Required action:
Report how many lines in the records below contain the word "insert". Nothing else belongs in the answer.

Excerpted records:
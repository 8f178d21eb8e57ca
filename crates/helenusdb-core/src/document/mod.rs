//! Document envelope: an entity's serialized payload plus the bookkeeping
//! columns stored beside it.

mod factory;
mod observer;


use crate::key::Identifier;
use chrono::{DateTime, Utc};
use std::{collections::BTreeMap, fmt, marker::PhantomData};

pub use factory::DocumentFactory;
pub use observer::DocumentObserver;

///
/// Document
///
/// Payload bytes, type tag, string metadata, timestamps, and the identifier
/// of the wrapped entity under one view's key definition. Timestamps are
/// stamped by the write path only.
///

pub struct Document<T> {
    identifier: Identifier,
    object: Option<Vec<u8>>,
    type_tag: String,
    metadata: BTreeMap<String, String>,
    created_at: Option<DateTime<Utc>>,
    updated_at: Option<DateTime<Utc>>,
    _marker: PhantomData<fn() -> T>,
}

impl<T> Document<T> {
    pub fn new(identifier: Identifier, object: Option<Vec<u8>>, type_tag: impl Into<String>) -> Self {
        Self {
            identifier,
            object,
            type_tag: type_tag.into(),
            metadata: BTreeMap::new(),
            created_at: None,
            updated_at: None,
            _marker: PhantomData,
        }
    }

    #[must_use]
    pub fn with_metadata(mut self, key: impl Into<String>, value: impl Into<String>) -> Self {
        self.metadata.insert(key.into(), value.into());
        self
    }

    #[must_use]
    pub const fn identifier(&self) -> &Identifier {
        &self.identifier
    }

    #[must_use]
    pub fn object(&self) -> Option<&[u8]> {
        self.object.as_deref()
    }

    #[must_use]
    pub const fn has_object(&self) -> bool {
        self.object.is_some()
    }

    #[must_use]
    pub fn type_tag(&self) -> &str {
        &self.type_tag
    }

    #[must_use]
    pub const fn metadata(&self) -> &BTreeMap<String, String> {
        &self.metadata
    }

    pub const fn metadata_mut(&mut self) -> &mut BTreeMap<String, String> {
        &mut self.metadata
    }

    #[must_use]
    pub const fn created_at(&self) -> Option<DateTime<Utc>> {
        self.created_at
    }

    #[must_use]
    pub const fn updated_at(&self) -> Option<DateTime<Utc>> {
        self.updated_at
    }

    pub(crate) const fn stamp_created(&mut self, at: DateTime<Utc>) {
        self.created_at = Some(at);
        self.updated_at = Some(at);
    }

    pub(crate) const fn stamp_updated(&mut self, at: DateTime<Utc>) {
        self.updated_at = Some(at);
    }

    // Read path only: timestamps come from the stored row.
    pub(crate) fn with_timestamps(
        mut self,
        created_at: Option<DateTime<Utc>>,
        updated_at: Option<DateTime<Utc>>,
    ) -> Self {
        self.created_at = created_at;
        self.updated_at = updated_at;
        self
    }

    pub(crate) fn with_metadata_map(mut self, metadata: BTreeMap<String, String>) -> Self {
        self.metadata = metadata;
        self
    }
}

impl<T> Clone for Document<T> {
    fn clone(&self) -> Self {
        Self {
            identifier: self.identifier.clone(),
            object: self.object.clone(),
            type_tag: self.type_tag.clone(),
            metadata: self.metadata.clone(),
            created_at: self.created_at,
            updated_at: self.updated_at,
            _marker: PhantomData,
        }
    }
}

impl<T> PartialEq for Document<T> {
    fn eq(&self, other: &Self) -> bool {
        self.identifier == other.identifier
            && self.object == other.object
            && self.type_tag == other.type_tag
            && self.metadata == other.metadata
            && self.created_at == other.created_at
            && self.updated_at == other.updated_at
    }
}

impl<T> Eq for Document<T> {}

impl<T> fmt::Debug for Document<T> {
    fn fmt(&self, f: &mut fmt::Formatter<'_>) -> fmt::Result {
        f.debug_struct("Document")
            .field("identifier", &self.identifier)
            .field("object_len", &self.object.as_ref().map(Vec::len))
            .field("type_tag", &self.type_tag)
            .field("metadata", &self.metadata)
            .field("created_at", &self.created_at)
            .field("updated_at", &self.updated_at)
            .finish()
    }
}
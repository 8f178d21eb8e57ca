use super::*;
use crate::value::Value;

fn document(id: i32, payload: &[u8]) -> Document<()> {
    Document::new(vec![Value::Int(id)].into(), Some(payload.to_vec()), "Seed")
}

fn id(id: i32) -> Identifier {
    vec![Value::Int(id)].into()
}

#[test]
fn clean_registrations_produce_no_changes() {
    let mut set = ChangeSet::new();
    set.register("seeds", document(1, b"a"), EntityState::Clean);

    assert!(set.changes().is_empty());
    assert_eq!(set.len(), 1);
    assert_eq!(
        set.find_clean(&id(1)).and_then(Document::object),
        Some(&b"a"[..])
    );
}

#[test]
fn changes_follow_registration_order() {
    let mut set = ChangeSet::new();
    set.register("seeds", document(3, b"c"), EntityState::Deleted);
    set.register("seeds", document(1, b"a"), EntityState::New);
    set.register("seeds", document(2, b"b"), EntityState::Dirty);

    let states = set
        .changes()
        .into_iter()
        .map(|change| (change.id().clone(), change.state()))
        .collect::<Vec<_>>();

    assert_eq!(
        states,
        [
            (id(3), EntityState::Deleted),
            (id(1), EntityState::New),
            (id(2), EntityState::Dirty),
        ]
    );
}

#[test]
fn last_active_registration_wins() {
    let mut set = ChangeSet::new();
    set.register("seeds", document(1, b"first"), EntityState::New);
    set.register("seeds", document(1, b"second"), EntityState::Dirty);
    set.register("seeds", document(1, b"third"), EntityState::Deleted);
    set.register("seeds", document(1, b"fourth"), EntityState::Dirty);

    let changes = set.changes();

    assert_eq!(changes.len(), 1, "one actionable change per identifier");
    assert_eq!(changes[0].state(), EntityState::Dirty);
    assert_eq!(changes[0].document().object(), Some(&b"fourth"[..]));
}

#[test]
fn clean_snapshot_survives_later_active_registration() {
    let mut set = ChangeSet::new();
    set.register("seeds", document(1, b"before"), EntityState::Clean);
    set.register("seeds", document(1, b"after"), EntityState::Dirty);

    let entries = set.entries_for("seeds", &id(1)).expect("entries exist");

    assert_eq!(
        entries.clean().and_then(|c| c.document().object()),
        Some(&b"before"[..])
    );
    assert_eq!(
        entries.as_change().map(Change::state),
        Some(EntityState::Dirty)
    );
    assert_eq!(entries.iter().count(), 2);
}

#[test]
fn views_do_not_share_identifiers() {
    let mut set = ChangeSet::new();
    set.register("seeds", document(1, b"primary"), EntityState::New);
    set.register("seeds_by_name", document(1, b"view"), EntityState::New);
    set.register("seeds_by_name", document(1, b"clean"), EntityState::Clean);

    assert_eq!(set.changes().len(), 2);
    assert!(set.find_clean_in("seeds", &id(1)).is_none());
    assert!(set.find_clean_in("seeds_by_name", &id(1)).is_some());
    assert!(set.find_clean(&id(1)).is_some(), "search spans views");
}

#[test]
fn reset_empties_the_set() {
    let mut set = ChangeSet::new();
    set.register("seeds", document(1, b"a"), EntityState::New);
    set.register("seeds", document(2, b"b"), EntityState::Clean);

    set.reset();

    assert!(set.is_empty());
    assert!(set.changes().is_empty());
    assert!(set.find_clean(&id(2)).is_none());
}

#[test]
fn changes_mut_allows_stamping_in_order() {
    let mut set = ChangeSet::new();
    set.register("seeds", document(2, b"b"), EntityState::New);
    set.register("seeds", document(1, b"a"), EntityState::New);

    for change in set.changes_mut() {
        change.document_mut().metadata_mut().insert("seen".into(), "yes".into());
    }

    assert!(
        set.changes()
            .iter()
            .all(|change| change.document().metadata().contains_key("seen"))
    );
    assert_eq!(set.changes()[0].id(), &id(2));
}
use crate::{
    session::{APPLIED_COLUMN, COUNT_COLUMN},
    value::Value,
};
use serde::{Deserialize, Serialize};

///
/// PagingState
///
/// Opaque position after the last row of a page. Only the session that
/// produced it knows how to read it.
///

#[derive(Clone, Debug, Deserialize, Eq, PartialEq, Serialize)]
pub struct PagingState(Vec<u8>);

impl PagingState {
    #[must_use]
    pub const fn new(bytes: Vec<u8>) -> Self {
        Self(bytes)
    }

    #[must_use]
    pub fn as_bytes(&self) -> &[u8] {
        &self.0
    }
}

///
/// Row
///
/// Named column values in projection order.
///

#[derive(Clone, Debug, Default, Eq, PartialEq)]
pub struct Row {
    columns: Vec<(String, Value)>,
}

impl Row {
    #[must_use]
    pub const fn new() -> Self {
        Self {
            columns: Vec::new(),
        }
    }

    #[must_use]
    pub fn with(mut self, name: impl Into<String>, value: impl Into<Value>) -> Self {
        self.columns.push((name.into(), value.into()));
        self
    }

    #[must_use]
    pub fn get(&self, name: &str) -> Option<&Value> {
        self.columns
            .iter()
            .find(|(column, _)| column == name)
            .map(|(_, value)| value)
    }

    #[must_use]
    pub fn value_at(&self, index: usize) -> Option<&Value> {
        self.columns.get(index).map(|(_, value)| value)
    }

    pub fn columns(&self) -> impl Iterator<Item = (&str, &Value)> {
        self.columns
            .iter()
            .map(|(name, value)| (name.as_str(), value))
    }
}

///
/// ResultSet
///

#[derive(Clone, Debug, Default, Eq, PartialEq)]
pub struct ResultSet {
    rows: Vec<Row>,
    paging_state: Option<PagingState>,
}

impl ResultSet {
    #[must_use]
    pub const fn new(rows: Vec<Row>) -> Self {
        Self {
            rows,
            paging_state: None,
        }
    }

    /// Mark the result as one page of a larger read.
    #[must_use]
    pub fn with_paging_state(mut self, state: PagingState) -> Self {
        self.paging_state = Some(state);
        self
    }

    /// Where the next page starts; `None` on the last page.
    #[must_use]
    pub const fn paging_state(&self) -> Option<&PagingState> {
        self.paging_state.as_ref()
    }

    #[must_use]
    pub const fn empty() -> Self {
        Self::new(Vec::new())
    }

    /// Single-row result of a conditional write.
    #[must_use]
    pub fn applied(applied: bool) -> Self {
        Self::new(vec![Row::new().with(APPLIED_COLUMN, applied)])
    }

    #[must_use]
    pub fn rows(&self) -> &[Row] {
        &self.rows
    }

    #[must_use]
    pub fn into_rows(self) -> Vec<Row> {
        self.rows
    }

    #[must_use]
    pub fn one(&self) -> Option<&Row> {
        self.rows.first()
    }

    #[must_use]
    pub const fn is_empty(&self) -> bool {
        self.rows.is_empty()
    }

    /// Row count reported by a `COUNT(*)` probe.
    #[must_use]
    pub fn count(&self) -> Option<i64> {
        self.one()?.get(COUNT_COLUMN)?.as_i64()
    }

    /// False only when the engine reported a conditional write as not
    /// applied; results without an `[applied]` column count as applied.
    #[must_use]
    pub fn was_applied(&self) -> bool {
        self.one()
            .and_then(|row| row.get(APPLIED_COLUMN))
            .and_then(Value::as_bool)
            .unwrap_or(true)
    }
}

Result of this exercise:
2